For such a fast-growing plant as catharanthus, pruning of shoots is a necessary procedure. In a perennial culture, after a period of winter rest, the shoots stretched out over the winter are cut off by a third of their length. Remove damaged and dried branches, give the bush the desired shape. This pruning in early spring will rejuvenate the flower, give it strength for new growth.

Pinching the ends of the shoots will help to form a compact beautiful crown of a young catharanthus. Their upward growth will stop, and the growth of side branches will make the crown thicker and more decorative.

But you will have to constantly monitor the decorative appearance of your pet during flowering. Withered flowers and yellowed leaves at the bottom of the shoots must be cleaned regularly - they greatly spoil the appearance of the plant.

Transfer

If you grow catharanthus as a perennial, then it will need an annual transplant in early spring, in March.

Return the flower to a warm, bright room. Look around. Make the desired cut. Pick up a pot for transplanting 3 - 5 cm more than before. Put drainage there - it should be at least 4 cm. Do the transplant by transshipping the flower along with the ground. Try not to injure the root system. Add soil of the same composition to the pot in which the catharanthus grew last season. If the soil is very different in composition, the flower may not bloom. According to the reaction, the soil is neutral or slightly sour. Keep this in mind and always use one type of soil, for example, for flowering geraniums.

You may need to repot your flower more than once a year. If during the active phase of flowering the lower leaves suddenly began to turn yellow and the flowers fall off - Perhaps the root system no longer has enough space in the pot. You can see the roots sticking out of the drainage holes in the bottom of the pot. This is a signal that the catharanthus urgently needs to be transplanted into a large container.

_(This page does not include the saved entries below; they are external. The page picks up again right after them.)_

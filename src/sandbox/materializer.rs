use std::io::ErrorKind;
use std::path::{Component, Path, PathBuf};

use tokio::fs;
use tracing::debug;

use crate::error::{LabexecError, Result};
use crate::protocol::VirtualFile;

/// Resolve a virtual file name to a path relative to the session directory.
///
/// Absolute names and `..` segments are rejected; `.` segments are dropped.
pub fn contained_path(name: &str) -> Result<PathBuf> {
    let mut relative = PathBuf::new();

    for component in Path::new(name).components() {
        match component {
            Component::Normal(part) => relative.push(part),
            Component::CurDir => {}
            Component::ParentDir | Component::RootDir | Component::Prefix(_) => {
                return Err(LabexecError::PathEscape {
                    name: name.to_string(),
                });
            }
        }
    }

    if relative.as_os_str().is_empty() {
        return Err(LabexecError::FileWrite {
            name: name.to_string(),
            message: "name does not refer to a file".to_string(),
        });
    }

    Ok(relative)
}

/// Write every `file`-typed entry into `root`, replacing existing content.
///
/// All names are validated before anything is written, so a request with an
/// escaping name leaves the directory untouched. Returns the number of files
/// written.
pub async fn materialize(root: &Path, files: &[VirtualFile]) -> Result<usize> {
    let planned = files
        .iter()
        .filter(|f| f.is_file())
        .map(|f| contained_path(&f.name).map(|rel| (f, rel)))
        .collect::<Result<Vec<_>>>()?;

    for (file, relative) in &planned {
        prepare_parents(root, relative, &file.name).await?;

        let path = root.join(relative);
        match fs::symlink_metadata(&path).await {
            Ok(meta) if meta.file_type().is_symlink() => {
                return Err(LabexecError::PathEscape {
                    name: file.name.clone(),
                });
            }
            Ok(meta) if meta.is_dir() => {
                return Err(write_error(&file.name, "a directory exists at this path"));
            }
            _ => {}
        }

        fs::write(&path, file.content.as_bytes())
            .await
            .map_err(|e| write_error(&file.name, e))?;

        debug!(
            name = %file.name,
            bytes = file.content.len(),
            "Materialized file"
        );
    }

    Ok(planned.len())
}

/// Create the intermediate directories of `relative` one level at a time,
/// refusing to traverse symlinks.
async fn prepare_parents(root: &Path, relative: &Path, name: &str) -> Result<()> {
    let Some(parent) = relative.parent() else {
        return Ok(());
    };

    let mut current = root.to_path_buf();
    for part in parent.components() {
        current.push(part);
        match fs::symlink_metadata(&current).await {
            Ok(meta) if meta.file_type().is_symlink() => {
                return Err(LabexecError::PathEscape {
                    name: name.to_string(),
                });
            }
            Ok(meta) if meta.is_dir() => {}
            Ok(_) => {
                return Err(write_error(
                    name,
                    format!("{} is not a directory", current.display()),
                ));
            }
            Err(e) if e.kind() == ErrorKind::NotFound => match fs::create_dir(&current).await {
                Ok(()) => {}
                Err(e) if e.kind() == ErrorKind::AlreadyExists => {}
                Err(e) => return Err(write_error(name, e)),
            },
            Err(e) => return Err(write_error(name, e)),
        }
    }

    Ok(())
}

fn write_error(name: &str, message: impl ToString) -> LabexecError {
    LabexecError::FileWrite {
        name: name.to_string(),
        message: message.to_string(),
    }
}

#[cfg(test)]
mod tests {
    use super::*;
    use crate::protocol::EntryType;

    #[test]
    fn test_contained_path() {
        assert_eq!(contained_path("main.c").unwrap(), PathBuf::from("main.c"));
        assert_eq!(
            contained_path("./src/./lib.rs").unwrap(),
            PathBuf::from("src/lib.rs")
        );
        assert!(matches!(
            contained_path("../../etc/passwd"),
            Err(LabexecError::PathEscape { .. })
        ));
        assert!(matches!(
            contained_path("src/../../x"),
            Err(LabexecError::PathEscape { .. })
        ));
        assert!(matches!(
            contained_path("/etc/passwd"),
            Err(LabexecError::PathEscape { .. })
        ));
        assert!(matches!(
            contained_path(""),
            Err(LabexecError::FileWrite { .. })
        ));
        assert!(matches!(
            contained_path("."),
            Err(LabexecError::FileWrite { .. })
        ));
    }

    #[tokio::test]
    async fn test_writes_nested_files() {
        let dir = tempfile::tempdir().unwrap();
        let files = vec![
            VirtualFile::file("main.py", "print(1)"),
            VirtualFile::file("pkg/util/helpers.py", "X = 1"),
        ];

        assert_eq!(materialize(dir.path(), &files).await.unwrap(), 2);
        assert_eq!(
            std::fs::read_to_string(dir.path().join("pkg/util/helpers.py")).unwrap(),
            "X = 1"
        );
    }

    #[tokio::test]
    async fn test_overwrites_existing_content() {
        let dir = tempfile::tempdir().unwrap();
        materialize(dir.path(), &[VirtualFile::file("a.txt", "a much longer first version")])
            .await
            .unwrap();
        materialize(dir.path(), &[VirtualFile::file("a.txt", "v2")])
            .await
            .unwrap();

        assert_eq!(
            std::fs::read_to_string(dir.path().join("a.txt")).unwrap(),
            "v2"
        );
        assert_eq!(std::fs::read_dir(dir.path()).unwrap().count(), 1);
    }

    #[tokio::test]
    async fn test_skips_non_file_entries() {
        let dir = tempfile::tempdir().unwrap();
        let files = vec![
            VirtualFile {
                name: "src".to_string(),
                content: String::new(),
                kind: EntryType::Folder,
            },
            VirtualFile::file("b.txt", ""),
        ];

        assert_eq!(materialize(dir.path(), &files).await.unwrap(), 1);
        assert!(!dir.path().join("src").exists());
        assert_eq!(
            std::fs::read_to_string(dir.path().join("b.txt")).unwrap(),
            ""
        );
    }

    #[tokio::test]
    async fn test_escape_rejected_before_any_write() {
        let dir = tempfile::tempdir().unwrap();
        let root = dir.path().join("session");
        std::fs::create_dir(&root).unwrap();

        let files = vec![
            VirtualFile::file("ok.txt", "fine"),
            VirtualFile::file("../outside.txt", "bad"),
        ];
        let err = materialize(&root, &files).await.unwrap_err();

        assert!(matches!(err, LabexecError::PathEscape { ref name } if name == "../outside.txt"));
        assert!(!root.join("ok.txt").exists());
        assert!(!dir.path().join("outside.txt").exists());
    }

    #[tokio::test]
    async fn test_directory_in_the_way_is_write_error() {
        let dir = tempfile::tempdir().unwrap();
        std::fs::create_dir(dir.path().join("a.txt")).unwrap();

        let err = materialize(dir.path(), &[VirtualFile::file("a.txt", "x")])
            .await
            .unwrap_err();
        assert!(matches!(err, LabexecError::FileWrite { ref name, .. } if name == "a.txt"));
    }

    #[cfg(unix)]
    #[tokio::test]
    async fn test_refuses_to_follow_symlinks() {
        let dir = tempfile::tempdir().unwrap();
        let root = dir.path().join("session");
        let outside = dir.path().join("outside");
        std::fs::create_dir(&root).unwrap();
        std::fs::create_dir(&outside).unwrap();
        std::os::unix::fs::symlink(&outside, root.join("link")).unwrap();
        std::os::unix::fs::symlink(outside.join("t.txt"), root.join("t.txt")).unwrap();

        let err = materialize(&root, &[VirtualFile::file("link/x.txt", "x")])
            .await
            .unwrap_err();
        assert!(matches!(err, LabexecError::PathEscape { .. }));

        let err = materialize(&root, &[VirtualFile::file("t.txt", "x")])
            .await
            .unwrap_err();
        assert!(matches!(err, LabexecError::PathEscape { .. }));

        assert_eq!(std::fs::read_dir(&outside).unwrap().count(), 0);
    }
}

If the catharanthus is difficult to remove from the pot, try watering it. The plastic pot may need to be cut or broken, but when removing the flower, be careful not to damage its delicate root system. Otherwise, the catharanthus will stop blooming.

If you regularly follow all the rules of good flower care, then the catharanthus will also try and stun you with its fantastic flowering!

We recommend not keeping your perennial for more than three years. Any catharanthus of this age begins to grow, its flowers become small, the shoots are clumsy. The plant loses its attractiveness and decorative effect. It is better to part with him, having taken care of his descendants in advance, that is, about reproduction.

reproduction

After the enchanting flowering, the forces of the catharanthus are depleted, and you need to try to make it bloom again the next year. For this reason, flower growers often grow catharanthus as an annual plant, and after flowering is over, they are simply thrown away. After all, the difficulties of preserving a flower in winter, problems with temperature, humidity, and lighting of its wintering place cannot be compared with the rooting of its shoots or cuttings. By the beginning of the new season, you will have a new flower full of strength and desire to bloom without any problems.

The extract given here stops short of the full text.